What are the principles of testing?
Principles
of Testing
There are
seven principles of testing.
They are as follows:
1) Testing
shows presence of defects: Testing can
show the defects
are present, but cannot prove that there are no defects. Even after testing the
application or product thoroughly we cannot say that the product is 100% defect
free. Testing always reduces the number of undiscovered defects remaining in
the software but even if no defects are found, it is not a proof of
correctness.
2)
Exhaustive testing is impossible: Testing
everything including all combinations of inputs and preconditions is not
possible. So, instead of doing the exhaustive testing we can use risks and
priorities to focus testing efforts. For example: In an application in one
screen there are 15 input fields, each having 5 possible values, then to test
all the valid combinations you would need 30 517 578
125 (515) tests. This is very unlikely that the project
timescales would allow for this number of tests. So, accessing and managing
risk is one of the most important activities and reason for testing in any
project.
3) Early
testing: In the software development
life cycle testing activities should start as early as possible and
should be focused on defined objectives.
4) Defect
clustering: A small
number of modules contains most of the defects discovered during pre-release
testing or shows the most operational failures.
5) Pesticide
paradox: If the same
kinds of tests are repeated again and again, eventually the same set of test
cases will no longer be able to find any new bugs.
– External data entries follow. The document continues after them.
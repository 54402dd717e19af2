//! Work Executor — abstraction for how units of work are run off the caller's thread.
//!
//! Separates *where work runs* from *how outcomes are gated and delivered*.
//! Default: [`SequentialExecutor`](crate::sequential_executor::SequentialExecutor),
//! a single FIFO worker.

use async_trait::async_trait;
use futures::future::BoxFuture;
use serde::Serialize;

use crate::cancellation::CancellationToken;
use crate::error::TaskError;
use crate::task::TaskId;

/// Opaque handle returned when work is submitted.
pub trait WorkHandle: Send + Sync {
    /// Cancel the submitted work.
    ///
    /// Work that has not started yet will never start. When `may_interrupt`
    /// is set, the work's [`CancellationToken`] is also fired so running work
    /// can stop early; it is never forcibly preempted.
    fn cancel(&self, may_interrupt: bool);

    /// Check if cancellation has been requested.
    fn is_cancelled(&self) -> bool;
}

/// Boxed unit of work as seen by an executor. It receives the cancellation
/// token and resolves once the work, including outcome hand-off, is done.
pub type BoxedWork = Box<dyn FnOnce(CancellationToken) -> BoxFuture<'static, ()> + Send>;

/// Point-in-time executor counters.
#[derive(Debug, Clone, Copy, Default, PartialEq, Eq, Serialize)]
pub struct ExecutorStats {
    /// Jobs accepted by `submit`
    pub submitted: u64,
    /// Jobs the worker began running
    pub started: u64,
    /// Jobs that ran to completion (including panics)
    pub finished: u64,
    /// Jobs cancelled before they started
    pub skipped: u64,
    /// Jobs currently waiting to start
    pub queued: usize,
}

/// Trait for running units of work and managing executor lifecycle.
#[async_trait]
pub trait WorkExecutor: Send + Sync {
    /// Queue `work` for execution. Never blocks and never runs `work` inline.
    ///
    /// Fails with `ExecutorShutdown` after [`shutdown`](Self::shutdown), or with
    /// `QueueFull` when a configured queue limit is reached.
    fn submit(&self, task_id: TaskId, work: BoxedWork) -> Result<Box<dyn WorkHandle>, TaskError>;

    /// Stop accepting work, let already-queued work finish, and wait for the
    /// worker to exit. Idempotent.
    async fn shutdown(&self);

    /// Whether `shutdown` has been requested.
    fn is_shutdown(&self) -> bool;

    fn stats(&self) -> ExecutorStats;
}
To overcome this “Pesticide
Paradox”, it is really very important to review the test cases regularly and
new and different tests need to be written to exercise different parts of the
software or system to potentially find more defects.
6) Testing
is context depending: Testing is
basically context dependent. Different kinds of sites are tested differently.
For example, safety – critical software is tested differently from an
e-commerce site.
7) Absence –
of – errors fallacy: If the
system built is unusable and does not fulfil the user’s needs and expectations
then finding and fixing defects does not help.